É visível a angústia e a perplexidade no rosto de Luciene. Eu me senti mal de olhar a reação dela, porque parecia carregar um grande sofrimento. Ela efetivamente não conhecia o vídeo. Só que, assim que terminou, ela começou a levantar escusas para o presidente. Ele não deveria dizer o que disse, o problema, segundo ela, é que ele se expõe, enquanto Lula não faz isso. Por fim, Luciene reafirma que o voto dos evangélicos não é determinado por pastor, que há autonomia. Eu realmente acredito que isso seja uma verdade em muitos sentidos, no entanto, o público em questão parece facilmente manipulável pelo terror moral, um dos pilares do fascismo, segundo Jason Stanley.

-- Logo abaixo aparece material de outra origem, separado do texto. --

use crate::CoreError;
use crate::language::Language;
use crate::transformer::Transformer;
use std::fs;
use std::io::{ErrorKind, Write};
use std::path::Path;

#[derive(Debug, Clone, Copy, PartialEq, Eq)]
pub enum OperationMode {
    /// Report what would change; the filesystem is never touched.
    Check,
    Write,
}

#[derive(Debug, Clone, Copy, PartialEq, Eq)]
pub enum ProcessingOutcome {
    Unchanged,
    Changed,
    /// The extension is not in the allow-list; the transformer was not called.
    Skipped,
}

fn language_of(path: &Path) -> Result<Language, CoreError> {
    Language::from_path(path).ok_or_else(|| CoreError::UnsupportedFile(path.to_path_buf()))
}

/// Runs the transformer over one file. In [`OperationMode::Write`] a changed
/// file is replaced with the transformed text.
pub fn process_file<T>(
    path: &Path,
    transformer: &T,
    mode: OperationMode,
) -> Result<ProcessingOutcome, CoreError>
where
    T: Transformer + ?Sized,
{
    let language = match language_of(path) {
        Ok(l) => l,
        Err(CoreError::UnsupportedFile(_)) => {
            tracing::debug!(path = %path.display(), "skipped: unsupported extension");
            return Ok(ProcessingOutcome::Skipped);
        }
        Err(e) => return Err(e),
    };

    tracing::trace!(path = %path.display(), %language, "transforming");
    let original = fs::read_to_string(path).map_err(|e| CoreError::io(path, e))?;
    let formatted =
        transformer
            .transform(&original, language)
            .map_err(|source| CoreError::Formatting {
                path: path.to_path_buf(),
                source,
            })?;

    if formatted == original {
        tracing::debug!(path = %path.display(), "unchanged");
        return Ok(ProcessingOutcome::Unchanged);
    }

    if mode == OperationMode::Write {
        persist(path, &formatted)?;
        tracing::debug!(path = %path.display(), "formatted");
    } else {
        tracing::debug!(path = %path.display(), "needs formatting");
    }
    Ok(ProcessingOutcome::Changed)
}

/// Replaces the file through a sibling temp file and a rename, keeping the
/// original permissions. A symlink is resolved so its target is updated.
///
/// When the directory refuses a new entry the file is rewritten in place
/// instead, which keeps its inode but is not atomic.
fn persist(path: &Path, content: &str) -> Result<(), CoreError> {
    let target = fs::canonicalize(path).map_err(|e| CoreError::io(path, e))?;
    let parent = target.parent().ok_or_else(|| {
        CoreError::io(&target, std::io::Error::other("file has no parent directory"))
    })?;
    let permissions = fs::metadata(&target)
        .map_err(|e| CoreError::io(&target, e))?
        .permissions();

    let mut temp_file = match tempfile::Builder::new()
        .prefix(".neatify_")
        .suffix(".tmp")
        .tempfile_in(parent)
    {
        Ok(t) => t,
        Err(e) if e.kind() == ErrorKind::PermissionDenied => {
            tracing::debug!(path = %target.display(), "directory not writable, rewriting in place");
            return fs::write(&target, content).map_err(|e| CoreError::io(&target, e));
        }
        Err(e) => return Err(CoreError::io(&target, e)),
    };
    temp_file
        .write_all(content.as_bytes())
        .map_err(|e| CoreError::io(&target, e))?;
    temp_file.flush().map_err(|e| CoreError::io(&target, e))?;
    fs::set_permissions(temp_file.path(), permissions).map_err(|e| CoreError::io(&target, e))?;

    temp_file
        .persist(&target)
        .map_err(|persist_error| CoreError::io(&target, persist_error.error))?;
    Ok(())
}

E, no fim das contas, como ficou sugerido, Bolsonaro não precisa nem falar a verdade, basta falar em "família", "Deus", "liberdade religiosa". Resta saber, claro, se os adversários irão deixar que ele monopolize a eleição com suas pautas morais, ou trarão para a ordem do dia a inflação, a fome, desemprego, acesso à educação, aposentadoria, a violência e mesmo a corrupção. Ainda assim, não sei se a agenda moral conjugado com o discurso de que os humilhados estão sendo exaltados neste governo não irá definir novamente a eleição e teremos que ouvir a ladainha do ruim com ele, mas, pelo menos, ele se fala da família. Pronto, era resenha que vocês queriam? Está aí.